Jon: I am joined today by Josh Heald. Welcome to the podcast.

Josh: Thanks for having me. Pleasure to be here.

Jon: You are an actor.

Josh: Sort of.

Jon: Sort of. You are a writer.

Josh: More sort of, yes.

Jon: And an executive producer.

Josh: Yes.

Jon: Uh, we'll take a deep dive into all things Cobra Kai in a little bit.

Josh: Excellent.

Jon: But I want to tease the topic. What is Cobra Kai?

Josh: Cobra Kai, the TV show, is a continuation of the Karate Kid saga 35 - somewhat 30, 33 to 35 years later - following the events of that movie we pick up later in life with Johnny Lawrence and Daniel Russo and we see that the karate rivalry from 1984 has not quite gone away. And not only is it still alive and active, it is poisoning the very fabric of the San Fernando Valley and it's on the YouTube Premium. And the second season is -

Jon: Which used to be YouTube Red.

Josh: Briefly, YouTube Red. And they have emerged with a new identity and that's still the same product.

Jon: And the first episode had 55 million views.

Josh: It did. It did very well.

Jon: I saw that it was the sixth most searched show on Google for last year.

Josh: That was a mind blowing stat that the show was trending that highly in terms of just the search term.

Jon: And it is the most successful YouTube original content produced to date.

Josh: It is to my understanding, yes.

Jon: Okay. We'll come back to this. So I want to talk to you about your background. One of the themes that goes through with all my guests are relationships. So you are friends with your co-producers?
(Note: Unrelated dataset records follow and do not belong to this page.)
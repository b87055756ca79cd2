//! Location hierarchy endpoints.
//!
//! Reads resolve depth on the fly from the nested-set bounds; structural
//! writes (insert/move/delete) are admin-only.

use axum::{
    Json, Router,
    extract::{Path, Query, State},
    response::IntoResponse,
    routing::{delete, get, post, put},
};
use crm_common::{AppError, AppResult};
use crm_core::CreateLocationInput;
use crm_db::entities::location::{self, LocationStatus};
use serde::Deserialize;

use crate::{
    extractors::{AdminUser, AuthUser},
    middleware::AppState,
    response::{ApiResponse, no_content},
};

/// Create the locations router.
pub fn router() -> Router<AppState> {
    Router::new()
        .route("/", get(list_at_depth))
        .route("/", post(create_location))
        .route("/countries", get(list_countries))
        .route("/governorates", get(list_governorates))
        .route("/cities", get(list_cities))
        .route("/{id}", get(get_location))
        .route("/{id}", delete(delete_location))
        .route("/{id}/children", get(list_children))
        .route("/{id}/descendants", get(list_descendants))
        .route("/{id}/city-ancestor", get(get_city_ancestor))
        .route("/{id}/move", post(move_location))
        .route("/{id}/status", put(set_status))
}

/// Depth query for the root listing.
#[derive(Debug, Deserialize)]
pub struct DepthQuery {
    #[serde(default)]
    pub depth: u32,
}

/// Active nodes at a derived depth (default 0, the countries).
async fn list_at_depth(
    AuthUser(_user): AuthUser,
    State(state): State<AppState>,
    Query(query): Query<DepthQuery>,
) -> AppResult<ApiResponse<Vec<location::Model>>> {
    Ok(ApiResponse::ok(
        state.location_service.at_depth(query.depth).await?,
    ))
}

/// All active countries.
async fn list_countries(
    AuthUser(_user): AuthUser,
    State(state): State<AppState>,
) -> AppResult<ApiResponse<Vec<location::Model>>> {
    Ok(ApiResponse::ok(state.location_service.countries().await?))
}

/// All active governorates.
async fn list_governorates(
    AuthUser(_user): AuthUser,
    State(state): State<AppState>,
) -> AppResult<ApiResponse<Vec<location::Model>>> {
    Ok(ApiResponse::ok(state.location_service.governorates().await?))
}

/// All active cities.
async fn list_cities(
    AuthUser(_user): AuthUser,
    State(state): State<AppState>,
) -> AppResult<ApiResponse<Vec<location::Model>>> {
    Ok(ApiResponse::ok(state.location_service.cities().await?))
}

/// Get a node by ID. Unmasked; inactive nodes stay resolvable.
async fn get_location(
    AuthUser(_user): AuthUser,
    State(state): State<AppState>,
    Path(id): Path<String>,
) -> AppResult<ApiResponse<location::Model>> {
    let node = state
        .location_service
        .get(&id)
        .await?
        .ok_or_else(|| AppError::NotFound(format!("Location not found: {id}")))?;

    Ok(ApiResponse::ok(node))
}

/// Active direct children of a node.
async fn list_children(
    AuthUser(_user): AuthUser,
    State(state): State<AppState>,
    Path(id): Path<String>,
) -> AppResult<ApiResponse<Vec<location::Model>>> {
    Ok(ApiResponse::ok(state.location_service.children(&id).await?))
}

/// Descendants query.
#[derive(Debug, Deserialize)]
pub struct DescendantsQuery {
    pub max_depth: Option<u32>,
}

/// Active descendants of a node, optionally capped at a relative depth.
async fn list_descendants(
    AuthUser(_user): AuthUser,
    State(state): State<AppState>,
    Path(id): Path<String>,
    Query(query): Query<DescendantsQuery>,
) -> AppResult<ApiResponse<Vec<location::Model>>> {
    Ok(ApiResponse::ok(
        state
            .location_service
            .descendants(&id, query.max_depth)
            .await?,
    ))
}

/// The governorate-level ancestor of a node. `None` is a valid outcome
/// for countries, governorates and nodes with an inactive ancestor.
async fn get_city_ancestor(
    AuthUser(_user): AuthUser,
    State(state): State<AppState>,
    Path(id): Path<String>,
) -> AppResult<ApiResponse<Option<location::Model>>> {
    Ok(ApiResponse::ok(
        state.location_service.city_ancestor(&id).await?,
    ))
}

/// Create a node under a parent, or a new root.
async fn create_location(
    AdminUser(_admin): AdminUser,
    State(state): State<AppState>,
    Json(input): Json<CreateLocationInput>,
) -> AppResult<ApiResponse<location::Model>> {
    Ok(ApiResponse::ok(state.location_service.create(input).await?))
}

/// Move request.
#[derive(Debug, Deserialize)]
pub struct MoveRequest {
    pub new_parent_id: String,
}

/// Move a subtree under a new parent.
async fn move_location(
    AdminUser(_admin): AdminUser,
    State(state): State<AppState>,
    Path(id): Path<String>,
    Json(req): Json<MoveRequest>,
) -> AppResult<ApiResponse<location::Model>> {
    Ok(ApiResponse::ok(
        state
            .location_service
            .move_node(&id, &req.new_parent_id)
            .await?,
    ))
}

/// Status change request.
#[derive(Debug, Deserialize)]
pub struct SetStatusRequest {
    pub status: LocationStatus,
}

/// Activate or deactivate a node.
async fn set_status(
    AdminUser(_admin): AdminUser,
    State(state): State<AppState>,
    Path(id): Path<String>,
    Json(req): Json<SetStatusRequest>,
) -> AppResult<ApiResponse<location::Model>> {
    Ok(ApiResponse::ok(
        state.location_service.set_status(&id, req.status).await?,
    ))
}

/// Delete a subtree.
async fn delete_location(
    AdminUser(_admin): AdminUser,
    State(state): State<AppState>,
    Path(id): Path<String>,
) -> AppResult<impl IntoResponse> {
    state.location_service.delete(&id).await?;
    Ok(no_content())
}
Josh: Very good friends. I've known them both for over 20 years at this point.

Jon: And you met one of them in college?

Josh: I met them both while I was in college. Jon Hurwitz was in my hallway freshman year of college, so I met him, if not the week of orientation within the first couple of days of being there. And Hayden Schlossberg went to high school with John Hurwitz and I met Hayden that same year, freshman year. Because he was going to a college he didn't particularly seem to like as much as visiting ours. So he would come and stay regularly and we all became close friends and very good friends.

Jon: And you went to school at.

Josh: I went to school at the University of Pennsylvania. I was in the Wharton school there.

Jon: Which is a very prestigious Ivy League school.

Josh: Yes. It was nice to be able to attend such a good academic school for not doing much with it these days, in terms of academics anyway.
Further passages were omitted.